I think I had to do this last year too.

I do not anticipate being able to prepare and send an In Partnership With God every week.

This past weekend Sally Jo and I were at DL. On at least one future weekend I anticipate we  will be at DL for a Lone Eagle Ceremony.

On a future week Sally Jo and I will be assisting with staff training at Moose River Outpost in Maine where Craig Boronow is the Director and Seth is the Director of a Rapids Rafting and Rock Climbing company.

We already know we will be in NYC for another weekend….and so it will go.

I already have 2 or 3 in mind,  so…you can watch for them.  If you miss one, let me know and I will send it to you.

chuck

A Life Changing Instructional Cycle #198

Our grandchildren’s toy box is an old, gray, wooden trunk.   Heavy tin protects each edge; the handles and strap hinges were hammered into usefulness.  This trunk was used by my father’s aunt, when she was a missionary from Germany to the West Indies.  My dad’s grandparents and parents were Christians, and my dad became a Christian.

My mom’s father sold his successful lumber company to become a student at the Moody Bible Institute.  My mom was raised to know and love the Lord.  My parents were medical missionaries in China, where I was born. We have many items in our home which remind us of those China years.  I received the Christian life and faith my parents taught me.  Mom regularly read me Christian children’s books and helped me memorize many verses and Psalm 1 and Psalm 23.

Our family of 6 worked at being together every night for supper.   If there was an athletic practice….the family waited. Having eaten, my father would read the Bible to our family.   This was the same pattern in Sally Jo’s home.  Many times, when I would go to pick her up for a date, I would sit at the table until Dad Hoppe had finished reading the Bible.

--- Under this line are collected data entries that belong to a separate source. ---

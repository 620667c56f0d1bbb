use std::sync::Arc;
use std::time::Duration;

use thiserror::Error;
use tracing::warn;

use crate::records::{OrderStore, StoreError};
use crate::redis::{Client, CustomRedisError};

const MARKER_KEY_PREFIX: &str = "order_seen:";

#[derive(Error, Debug)]
pub enum DedupError {
    #[error("dedup cache error: {0}")]
    Cache(#[from] CustomRedisError),
    #[error("record store error: {0}")]
    Store(#[from] StoreError),
}

#[derive(Debug, PartialEq, Eq)]
pub enum DedupStatus {
    Fresh,
    Duplicate,
}

/// Two-tier duplicate detection: a short-lived marker key in the key-value
/// store as the fast path, with the record store as the source of truth
/// whenever the cache is silent. Only sound while the caller holds the
/// per-order lock, which keeps a single process between check and insert.
pub struct DuplicateFilter {
    client: Arc<dyn Client + Send + Sync>,
    store: Arc<dyn OrderStore + Send + Sync>,
    marker_ttl: Duration,
}

impl DuplicateFilter {
    pub fn new(
        client: Arc<dyn Client + Send + Sync>,
        store: Arc<dyn OrderStore + Send + Sync>,
        marker_ttl: Duration,
    ) -> Self {
        Self {
            client,
            store,
            marker_ttl,
        }
    }

    /// Check whether `order_number` was already processed. A cache hit short
    /// circuits; a store hit backfills the marker so replays within the TTL
    /// stay off the store.
    pub async fn check(&self, order_number: &str) -> Result<DedupStatus, DedupError> {
        let key = Self::marker_key(order_number);

        if self.client.get(key.clone()).await?.is_some() {
            return Ok(DedupStatus::Duplicate);
        }

        if self.store.exists(order_number).await? {
            if let Err(err) = self
                .client
                .set_ex(key, "1".to_owned(), self.marker_ttl)
                .await
            {
                // The store already answered; a missing marker only costs the
                // next replay another store round trip.
                warn!(order_number, error = %err, "failed to backfill dedup marker");
            }
            return Ok(DedupStatus::Duplicate);
        }

        Ok(DedupStatus::Fresh)
    }

    /// Record that `order_number` has been persisted. Called after a
    /// successful insert, never before.
    pub async fn mark(&self, order_number: &str) -> Result<(), CustomRedisError> {
        self.client
            .set_ex(
                Self::marker_key(order_number),
                "1".to_owned(),
                self.marker_ttl,
            )
            .await
    }

    fn marker_key(order_number: &str) -> String {
        format!("{}{}", MARKER_KEY_PREFIX, order_number)
    }
}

Our families were active in their churches.   Beginning in high school, Sally Jo and I took time alone with the Lord to read and to pray.   In college we both taught Sunday school classes.  At each of the 7 Christian camps I attended, the Christian faith that I had been taught at home was reinforced.

This was the spiritual foundation I brought, as a counselor, to Christian camping, and I looked for a solid spiritual foundation when selecting the Deerfoot summer staff.  Every person seeking summer employment completed a staff application – even the 85% whom I knew through their previous summers at DL. After reviewing their applications and checking their references, I would check my sources including college faculty, DL families, and pastors.  Those hired without previous DL experience were usually the close friend of a staff member.  When interviewing, I assumed nothing.  My questioning was intense.  I honestly tried to “scare them off!”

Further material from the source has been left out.